Courses‎ > ‎Python worksheets‎ > ‎

Hidden Markov Models for POS-tagging in Python

# Hidden Markov Models in Python
# Katrin Erk, March 2013 updated March 2016
#
# This HMM addresses the problem of part-of-speech tagging. It estimates
# the probability of a tag sequence for a given word sequence as follows:
#
# Say words = w1....wN
# and tags = t1..tN
#
# then
# P(tags | words) is_proportional_to  product P(ti | t{i-1}) P(wi | ti)
#
# To find the best tag sequence for a given sequence of words,
# we want to find the tag sequence that has the maximum P(tags | words)
import nltk
import sys
from nltk.corpus import brown

# Estimating P(wi | ti) from corpus data using Maximum Likelihood Estimation (MLE):
# P(wi | ti) = count(wi, ti) / count(ti)
#
# We add an artificial "start" tag at the beginning of each sentence, and
# We add an artificial "end" tag at the end of each sentence.
# So we start out with the brown tagged sentences,
# add the two artificial tags,
# and then make one long list of all the tag/word pairs.

brown_tags_words = [ ]
for sent in brown.tagged_sents():
    # sent is a list of word/tag pairs
    # add START/START at the beginning
    brown_tags_words.append( ("START", "START") )
    # then all the tag/word pairs for the word/tag pairs in the sentence.
    # shorten tags to 2 characters each
    brown_tags_words.extend([ (tag[:2], word) for (word, tag) in sent ])
    # then END/END
    brown_tags_words.append( ("END", "END") )

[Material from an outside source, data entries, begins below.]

//! Merge the ordered still frames of a session into one video
//!
//! Frames are ordered by the index in their file name, never by directory
//! enumeration order. Intermediates are only deleted once encoding succeeded.

use image::imageops::FilterType;
use image::RgbImage;
use std::io::Write;
use std::path::{Path, PathBuf};
use std::process::{Child, ChildStdin, Command, Stdio};
use std::sync::Arc;
use thiserror::Error;
use tracing::{debug, info, warn};

use super::capture::parse_frame_index;

#[derive(Debug, Error)]
pub enum FinalizeError {
    #[error("no frames to merge in {0:?}")]
    NoFrames(PathBuf),

    #[error("failed to list frames in {path:?}: {source}")]
    ListFrames {
        path: PathBuf,
        #[source]
        source: std::io::Error,
    },

    #[error("failed to decode frame {path:?}: {source}")]
    Decode {
        path: PathBuf,
        #[source]
        source: image::ImageError,
    },

    #[error("failed to delete frame {path:?}: {source}")]
    RemoveFrame {
        path: PathBuf,
        #[source]
        source: std::io::Error,
    },

    #[error("encoder error: {0}")]
    Encoder(String),
}

/// Opens video writers for a given output file
pub trait VideoEncoder: Send + Sync {
    fn open(
        &self,
        output: &Path,
        width: u32,
        height: u32,
        frame_rate: u32,
    ) -> Result<Box<dyn VideoWriter>, FinalizeError>;
}

/// Accepts frames of exactly the dimensions it was opened with
pub trait VideoWriter {
    fn append(&mut self, frame: &RgbImage) -> Result<(), FinalizeError>;

    /// Flush and close the output; the file is complete once this returns Ok
    fn finish(self: Box<Self>) -> Result<(), FinalizeError>;
}

/// Ensure a value is even (required by yuv420p encoders)
fn make_even(v: u32) -> u32 {
    if v % 2 == 0 {
        v
    } else {
        v + 1
    }
}

/// H.264/MP4 encoding through an external `ffmpeg` fed raw RGB24 frames on stdin
#[derive(Debug, Clone)]
pub struct FfmpegEncoder {
    program: PathBuf,
}

impl FfmpegEncoder {
    pub fn new(program: impl Into<PathBuf>) -> Self {
        Self {
            program: program.into(),
        }
    }
}

impl VideoEncoder for FfmpegEncoder {
    fn open(
        &self,
        output: &Path,
        width: u32,
        height: u32,
        frame_rate: u32,
    ) -> Result<Box<dyn VideoWriter>, FinalizeError> {
        let padded = format!("pad={}:{}", make_even(width), make_even(height));
        debug!(
            "Starting {:?} for {}x{} @ {} fps -> {:?}",
            self.program, width, height, frame_rate, output
        );

        let mut child = Command::new(&self.program)
            .args(["-hide_banner", "-loglevel", "error", "-y"])
            .args(["-f", "rawvideo", "-pix_fmt", "rgb24"])
            .arg("-s")
            .arg(format!("{}x{}", width, height))
            .arg("-r")
            .arg(frame_rate.max(1).to_string())
            .args(["-i", "-"])
            .arg("-vf")
            .arg(padded)
            .args(["-c:v", "libx264", "-pix_fmt", "yuv420p", "-movflags", "+faststart"])
            .arg(output)
            .stdin(Stdio::piped())
            .stdout(Stdio::null())
            .stderr(Stdio::piped())
            .spawn()
            .map_err(|e| FinalizeError::Encoder(format!("failed to start {:?}: {}", self.program, e)))?;

        let stdin = child
            .stdin
            .take()
            .ok_or_else(|| FinalizeError::Encoder("encoder stdin unavailable".to_string()))?;

        Ok(Box::new(FfmpegWriter {
            child: Some(child),
            stdin: Some(stdin),
        }))
    }
}

struct FfmpegWriter {
    child: Option<Child>,
    stdin: Option<ChildStdin>,
}

impl VideoWriter for FfmpegWriter {
    fn append(&mut self, frame: &RgbImage) -> Result<(), FinalizeError> {
        let stdin = self
            .stdin
            .as_mut()
            .ok_or_else(|| FinalizeError::Encoder("encoder input already closed".to_string()))?;
        stdin
            .write_all(frame.as_raw())
            .map_err(|e| FinalizeError::Encoder(format!("failed to feed frame: {}", e)))
    }

    fn finish(mut self: Box<Self>) -> Result<(), FinalizeError> {
        // EOF on stdin tells ffmpeg to write the trailer
        drop(self.stdin.take());
        let child = self
            .child
            .take()
            .ok_or_else(|| FinalizeError::Encoder("encoder already finished".to_string()))?;
        let output = child
            .wait_with_output()
            .map_err(|e| FinalizeError::Encoder(format!("failed to wait for encoder: {}", e)))?;

        if !output.status.success() {
            let stderr = String::from_utf8_lossy(&output.stderr);
            return Err(FinalizeError::Encoder(format!(
                "encoder exited with {}: {}",
                output.status,
                stderr.trim()
            )));
        }
        Ok(())
    }
}

impl Drop for FfmpegWriter {
    fn drop(&mut self) {
        // Abandoned mid-encode
        if let Some(mut child) = self.child.take() {
            drop(self.stdin.take());
            let _ = child.kill();
            let _ = child.wait();
        }
    }
}

/// A frame file and the index parsed from its name
#[derive(Debug, Clone, PartialEq, Eq)]
pub struct FrameFile {
    pub index: u64,
    pub path: PathBuf,
}

/// A video produced by [`Finalizer::encode`]
#[derive(Debug, Clone, PartialEq, Eq)]
pub struct FinalizedVideo {
    pub path: PathBuf,
    pub frames: usize,
    pub width: u32,
    pub height: u32,
}

pub struct Finalizer {
    encoder: Arc<dyn VideoEncoder>,
    output_file_name: String,
}

impl Finalizer {
    pub fn new(encoder: Arc<dyn VideoEncoder>, output_file_name: impl Into<String>) -> Self {
        Self {
            encoder,
            output_file_name: output_file_name.into(),
        }
    }

    pub fn output_path(&self, directory: &Path) -> PathBuf {
        directory.join(&self.output_file_name)
    }

    /// Frame files in `directory`, sorted ascending by index
    pub fn collect_frames(directory: &Path) -> Result<Vec<FrameFile>, FinalizeError> {
        let entries = std::fs::read_dir(directory).map_err(|source| FinalizeError::ListFrames {
            path: directory.to_path_buf(),
            source,
        })?;

        let mut frames: Vec<FrameFile> = entries
            .flatten()
            .filter_map(|entry| {
                let index = entry.file_name().to_str().and_then(parse_frame_index)?;
                entry
                    .file_type()
                    .ok()
                    .filter(|t| t.is_file())
                    .map(|_| FrameFile {
                        index,
                        path: entry.path(),
                    })
            })
            .collect();

        frames.sort_by_key(|frame| frame.index);
        Ok(frames)
    }

    /// Encode every frame in `directory` into the output video.
    ///
    /// The first frame fixes the video dimensions; later frames of another size
    /// are scaled to match. On failure the partial video is removed and the
    /// frames are left untouched.
    pub fn encode(&self, directory: &Path, frame_rate: u32) -> Result<FinalizedVideo, FinalizeError> {
        let frames = Self::collect_frames(directory)?;
        let Some(first) = frames.first() else {
            return Err(FinalizeError::NoFrames(directory.to_path_buf()));
        };

        let first_image = decode(&first.path)?;
        let (width, height) = first_image.dimensions();
        let output = self.output_path(directory);
        info!(
            "Encoding {} frames ({}x{} @ {} fps) into {:?}",
            frames.len(),
            width,
            height,
            frame_rate,
            output
        );

        let result = self.encode_frames(&output, &frames, first_image, frame_rate);
        if result.is_err() {
            let _ = std::fs::remove_file(&output);
        }
        result?;

        Ok(FinalizedVideo {
            path: output,
            frames: frames.len(),
            width,
            height,
        })
    }

    fn encode_frames(
        &self,
        output: &Path,
        frames: &[FrameFile],
        first_image: RgbImage,
        frame_rate: u32,
    ) -> Result<(), FinalizeError> {
        let (width, height) = first_image.dimensions();
        let mut writer = self.encoder.open(output, width, height, frame_rate)?;
        writer.append(&first_image)?;

        for frame in &frames[1..] {
            let mut image = decode(&frame.path)?;
            if image.dimensions() != (width, height) {
                debug!(
                    "Scaling frame {} from {:?} to {}x{}",
                    frame.index,
                    image.dimensions(),
                    width,
                    height
                );
                image = image::imageops::resize(&image, width, height, FilterType::Triangle);
            }
            writer.append(&image)?;
        }

        writer.finish()
    }

    /// Delete every frame file in `directory`; returns how many were removed
    pub fn remove_frames(directory: &Path) -> Result<usize, FinalizeError> {
        let frames = Self::collect_frames(directory)?;
        let mut removed = 0;
        let mut first_error = None;

        for frame in frames {
            match std::fs::remove_file(&frame.path) {
                Ok(()) => removed += 1,
                Err(e) => {
                    warn!("Failed to delete frame {:?}: {}", frame.path, e);
                    first_error.get_or_insert(FinalizeError::RemoveFrame {
                        path: frame.path,
                        source: e,
                    });
                }
            }
        }

        match first_error {
            Some(e) => Err(e),
            None => Ok(removed),
        }
    }
}

/// Decode a still frame into the RGB24 layout the encoder consumes
fn decode(path: &Path) -> Result<RgbImage, FinalizeError> {
    image::open(path)
        .map(|image| image.into_rgb8())
        .map_err(|source| FinalizeError::Decode {
            path: path.to_path_buf(),
            source,
        })
}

# conditional frequency distribution
cfd_tagwords = nltk.ConditionalFreqDist(brown_tags_words)
# conditional probability distribution
cpd_tagwords = nltk.ConditionalProbDist(cfd_tagwords, nltk.MLEProbDist)

print("The probability of an adjective (JJ) being 'new' is", cpd_tagwords["JJ"].prob("new"))
print("The probability of a verb (VB) being 'duck' is", cpd_tagwords["VB"].prob("duck"))

# Estimating P(ti | t{i-1}) from corpus data using Maximum Likelihood Estimation (MLE):
# P(ti | t{i-1}) = count(t{i-1}, ti) / count(t{i-1})
brown_tags = [tag for (tag, word) in brown_tags_words ]

# make conditional frequency distribution:
# count(t{i-1} ti)
cfd_tags= nltk.ConditionalFreqDist(nltk.bigrams(brown_tags))
# make conditional probability distribution, using
# maximum likelihood estimate:
# P(ti | t{i-1})
cpd_tags = nltk.ConditionalProbDist(cfd_tags, nltk.MLEProbDist)

print("If we have just seen 'DT', the probability of 'NN' is", cpd_tags["DT"].prob("NN"))
print( "If we have just seen 'VB', the probability of 'JJ' is", cpd_tags["VB"].prob("DT"))
print( "If we have just seen 'VB', the probability of 'NN' is", cpd_tags["VB"].prob("NN"))


###
# putting things together:
# what is the probability of the tag sequence "PP VB TO VB" for the word sequence "I want to race"?
# It is
# P(START) * P(PP|START) * P(I | PP) *
#            P(VB | PP) * P(want | VB) *
#            P(TO | VB) * P(to | TO) *
#            P(VB | TO) * P(race | VB) *
#            P(END | VB)
#
# We leave aside P(START) for now.

prob_tagsequence = cpd_tags["START"].prob("PP") * cpd_tagwords["PP"].prob("I") * \
    cpd_tags["PP"].prob("VB") * cpd_tagwords["VB"].prob("want") * \
    cpd_tags["VB"].prob("TO") * cpd_tagwords["TO"].prob("to") * \
    cpd_tags["TO"].prob("VB") * cpd_tagwords["VB"].prob("race") * \
    cpd_tags["VB"].prob("END")

print( "The probability of the tag sequence 'START PP VB TO VB END' for 'I want to race' is:", prob_tagsequence)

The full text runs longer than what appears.